The response must hold only the lines from the line containing "let report = solve_tsp(rows, start).map_err(to_js)?;" through the end of the listing, exactly as written.

/---

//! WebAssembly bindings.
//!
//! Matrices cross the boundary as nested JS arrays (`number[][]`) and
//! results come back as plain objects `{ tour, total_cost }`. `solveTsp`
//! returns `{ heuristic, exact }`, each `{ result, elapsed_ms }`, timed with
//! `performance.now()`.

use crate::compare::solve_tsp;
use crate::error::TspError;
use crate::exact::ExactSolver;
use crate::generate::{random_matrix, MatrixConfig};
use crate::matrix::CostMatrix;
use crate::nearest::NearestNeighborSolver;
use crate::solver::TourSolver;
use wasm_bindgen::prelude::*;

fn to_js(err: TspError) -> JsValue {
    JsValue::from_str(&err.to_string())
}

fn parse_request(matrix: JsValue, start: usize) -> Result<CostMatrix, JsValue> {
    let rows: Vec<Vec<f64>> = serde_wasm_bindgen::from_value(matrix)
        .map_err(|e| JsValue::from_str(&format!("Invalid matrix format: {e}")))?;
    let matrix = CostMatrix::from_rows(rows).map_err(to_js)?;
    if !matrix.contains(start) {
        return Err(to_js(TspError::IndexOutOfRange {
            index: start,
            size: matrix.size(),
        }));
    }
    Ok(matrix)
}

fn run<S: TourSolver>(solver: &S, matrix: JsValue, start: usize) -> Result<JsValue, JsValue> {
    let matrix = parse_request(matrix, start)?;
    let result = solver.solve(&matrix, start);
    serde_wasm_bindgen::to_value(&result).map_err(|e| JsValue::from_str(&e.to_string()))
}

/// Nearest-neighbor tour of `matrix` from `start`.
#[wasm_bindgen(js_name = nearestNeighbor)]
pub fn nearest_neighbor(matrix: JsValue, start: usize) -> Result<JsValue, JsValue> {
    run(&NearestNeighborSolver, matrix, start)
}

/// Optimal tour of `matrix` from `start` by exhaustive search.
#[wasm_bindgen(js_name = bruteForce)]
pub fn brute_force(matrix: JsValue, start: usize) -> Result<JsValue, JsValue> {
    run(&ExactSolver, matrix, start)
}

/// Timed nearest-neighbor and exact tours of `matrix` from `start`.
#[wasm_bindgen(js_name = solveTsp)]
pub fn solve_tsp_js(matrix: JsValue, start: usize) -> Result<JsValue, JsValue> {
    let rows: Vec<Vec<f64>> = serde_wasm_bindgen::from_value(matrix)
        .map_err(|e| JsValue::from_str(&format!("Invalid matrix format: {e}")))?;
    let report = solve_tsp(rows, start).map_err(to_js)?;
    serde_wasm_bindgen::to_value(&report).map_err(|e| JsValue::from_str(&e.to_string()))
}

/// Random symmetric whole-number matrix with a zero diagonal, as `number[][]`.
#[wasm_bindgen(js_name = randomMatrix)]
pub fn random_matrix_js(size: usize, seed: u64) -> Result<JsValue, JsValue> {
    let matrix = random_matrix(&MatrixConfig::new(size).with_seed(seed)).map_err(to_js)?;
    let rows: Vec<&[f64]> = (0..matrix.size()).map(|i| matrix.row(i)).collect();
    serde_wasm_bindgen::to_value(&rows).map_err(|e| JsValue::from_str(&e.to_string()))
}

\---

*Result below:*
    let report = solve_tsp(rows, start).map_err(to_js)?;
    serde_wasm_bindgen::to_value(&report).map_err(|e| JsValue::from_str(&e.to_string()))
}

/// Random symmetric whole-number matrix with a zero diagonal, as `number[][]`.
#[wasm_bindgen(js_name = randomMatrix)]
pub fn random_matrix_js(size: usize, seed: u64) -> Result<JsValue, JsValue> {
    let matrix = random_matrix(&MatrixConfig::new(size).with_seed(seed)).map_err(to_js)?;
    let rows: Vec<&[f64]> = (0..matrix.size()).map(|i| matrix.row(i)).collect();
    serde_wasm_bindgen::to_value(&rows).map_err(|e| JsValue::from_str(&e.to_string()))
}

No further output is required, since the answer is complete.